In meinem Fall war es ein „One on one“ und offensichtlich hat mein deutscher Exmann – was Studien zum Beispiel zur strukturellen Diskriminierung in unserem Rechtssystem nach nicht verwunderlich ist – den Gutachter mehr überzeugt als ich. Am Ende ist so ein Urteil immer gewissermaßen willkürlich, je nachdem, in wessen Hände ein Fall gerät.
„Frankfurt hat mein Herz, und ich betrachte es als mein Zuhause“
Sie kommen aus Südafrika. Warum wollten Sie dort nicht bleiben?
Das Leben außerhalb Europas ist in den letzten Jahren für mich schlichtweg unvorstellbar geworden, ich gehöre mittlerweile einfach hierher. Ich schätze, wie wir hier zusammenleben, welche Werte gerade im bunten und vielfältigen Frankfurt hochgehalten werden und natürlich das Thema Sicherheit. In Südafrika kann man nie ohne Angst sein. Ich bin ein sehr geselliger und sozialer Mensch und bin gerne unterwegs. Ich habe hier einfach ein Zuhause gefunden, sowohl privat als auch beruflich – in Südafrika müsste ich bei null anfangen. Es bricht mir das Herz zu sehen, dass ich meine Freunde, die teilweise auch meine Unterstützung brauchen, zurücklassen muss, weil ich ausreisen muss. Frankfurt hat mein Herz, und ich betrachte es als mein Zuhause.
„Ich konnte in Frankfurt eine Karriere in den großartigsten Hotels aufbauen“
Erzählen Sie uns von Ihrem Werdegang. Wie kamen Sie nach Frankfurt?
Ich hatte das große Glück, die Möglichkeit zu bekommen, an der CAA Schweiz zu studieren, und hatte ursprünglich geplant, dort zu bleiben und einen tollen Job im Bürgenstock Resort und Hotel zu übernehmen. Doch dann habe ich meinen Mann kennengelernt, und während der Corona-Zeit haben wir beschlossen, zu heiraten. Der Plan war, weiterhin in der Schweiz zu bleiben, aber er hatte ein Jobangebot in Frankfurt, und so sind wir hierher gezogen.
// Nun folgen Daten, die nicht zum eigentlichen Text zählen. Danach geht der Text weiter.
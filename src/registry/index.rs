//! Three-way index over a loaded operation set: by tool name (O(1)
//! lookup), by product, by method. Built once at load time and never
//! mutated afterward — reads require no synchronization.

use super::model::{HttpMethod, Operation};
use std::collections::HashMap;

#[derive(Debug, Default, Clone)]
pub struct SearchFilter<'a> {
    pub product: Option<&'a str>,
    pub method: Option<HttpMethod>,
    pub query: Option<&'a str>,
    pub paginated_only: bool,
}

pub struct Index {
    by_name: HashMap<String, usize>,
    by_product: HashMap<String, Vec<usize>>,
    by_method: HashMap<HttpMethod, Vec<usize>>,
    operations: Vec<Operation>,
}

#[derive(Debug, Clone, Copy, serde::Serialize)]
pub struct RegistryStats {
    pub total: usize,
    pub by_product: Vec<(String, usize)>,
    pub by_method: Vec<(String, usize)>,
}

impl Index {
    #[must_use]
    pub fn build(operations: Vec<Operation>) -> Self {
        let mut by_name = HashMap::with_capacity(operations.len());
        let mut by_product: HashMap<String, Vec<usize>> = HashMap::new();
        let mut by_method: HashMap<HttpMethod, Vec<usize>> = HashMap::new();

        for (idx, op) in operations.iter().enumerate() {
            by_name.insert(op.tool_name.clone(), idx);
            by_product.entry(op.product.clone()).or_default().push(idx);
            by_method.entry(op.method).or_default().push(idx);
        }

        Self { by_name, by_product, by_method, operations }
    }

    #[must_use]
    pub fn get(&self, tool_name: &str) -> Option<&Operation> {
        self.by_name.get(tool_name).map(|&idx| &self.operations[idx])
    }

    #[must_use]
    pub fn search(&self, filter: &SearchFilter<'_>) -> Vec<&Operation> {
        self.operations
            .iter()
            .filter(|op| filter.product.is_none_or(|p| op.product.eq_ignore_ascii_case(p)))
            .filter(|op| filter.method.is_none_or(|m| op.method == m))
            .filter(|op| !filter.paginated_only || op.supports_pagination)
            .filter(|op| {
                filter.query.is_none_or(|q| {
                    let q = q.to_lowercase();
                    op.tool_name.to_lowercase().contains(&q)
                        || op.operation_id.to_lowercase().contains(&q)
                        || op.path.to_lowercase().contains(&q)
                })
            })
            .collect()
    }

    #[must_use]
    pub fn stats(&self) -> RegistryStats {
        let mut by_product: Vec<(String, usize)> =
            self.by_product.iter().map(|(k, v)| (k.clone(), v.len())).collect();
        by_product.sort();
        let mut by_method: Vec<(String, usize)> =
            self.by_method.iter().map(|(k, v)| (k.as_str().to_string(), v.len())).collect();
        by_method.sort();
        RegistryStats { total: self.operations.len(), by_product, by_method }
    }

    #[must_use]
    pub fn len(&self) -> usize {
        self.operations.len()
    }

    #[must_use]
    pub fn is_empty(&self) -> bool {
        self.operations.is_empty()
    }
}

#[cfg(test)]
mod tests {
    use super::*;
    use crate::registry::model::{PaginationKind};

    fn op(name: &str, product: &str, method: HttpMethod, paginated: bool) -> Operation {
        Operation {
            operation_id: name.to_string(),
            tool_name: format!("akamai_{product}_{name}"),
            method,
            path: format!("/{name}"),
            product: product.to_string(),
            version: "v1".to_string(),
            parameters: vec![],
            request_body: None,
            response_status_classes: vec!["2xx".into()],
            tags: vec![],
            security_schemes: vec![],
            servers: vec![],
            supports_pagination: paginated,
            pagination_kind: if paginated { PaginationKind::OffsetLimit } else { PaginationKind::None },
        }
    }

    #[test]
    fn get_returns_exact_tool_name() {
        let idx = Index::build(vec![op("listProperties", "papi", HttpMethod::Get, true)]);
        assert!(idx.get("akamai_papi_listProperties").is_some());
        assert!(idx.get("missing").is_none());
    }

    #[test]
    fn search_filters_by_product_and_pagination() {
        let idx = Index::build(vec![
            op("listProperties", "papi", HttpMethod::Get, true),
            op("getProperty", "papi", HttpMethod::Get, false),
            op("listZones", "dns", HttpMethod::Get, true),
        ]);
        let filter = SearchFilter { product: Some("papi"), paginated_only: true, ..Default::default() };
        let results = idx.search(&filter);
        assert_eq!(results.len(), 1);
        assert_eq!(results[0].operation_id, "listProperties");
    }

    #[test]
    fn stats_counts_by_product_and_method() {
        let idx = Index::build(vec![
            op("a", "papi", HttpMethod::Get, false),
            op("b", "papi", HttpMethod::Post, false),
            op("c", "dns", HttpMethod::Get, false),
        ]);
        let stats = idx.stats();
        assert_eq!(stats.total, 3);
        assert_eq!(stats.by_product, vec![("dns".to_string(), 1), ("papi".to_string(), 2)]);
    }
}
Ich bin sehr froh, dass ich diesen Schritt gemacht habe, da ich hier in Frankfurt eine Karriere in den großartigsten Hotels aufbauen konnte. Ich habe in einigen der großen Hotels hier gearbeitet, unter anderem im Sofitel Frankfurt Opera als Junior Sous Chef, im Melia und Hilton Frankfurt City als Sous Chef und bin nach meiner Zeit bei Franziska 2022 wieder zurück bei der Mook Group im Mon Amie Maxi. Ich hatte auch die Möglichkeit, für die Ministerpräsidenten Konferenz zu kochen, als ich im Melia war, an Catering für Messen – die in Frankfurt sehr wichtig sind – teilzunehmen und als Markenbotschafterin für viele Hotels tätig zu sein.
„Es müsste eine Neubewertung des Falls mit den jetzt vorliegenden Informationen geben“
Sind alle Rechtsmittel ausgeschöpft? Gibt es noch Hoffnung oder ist die Abschiebung unvermeidbar?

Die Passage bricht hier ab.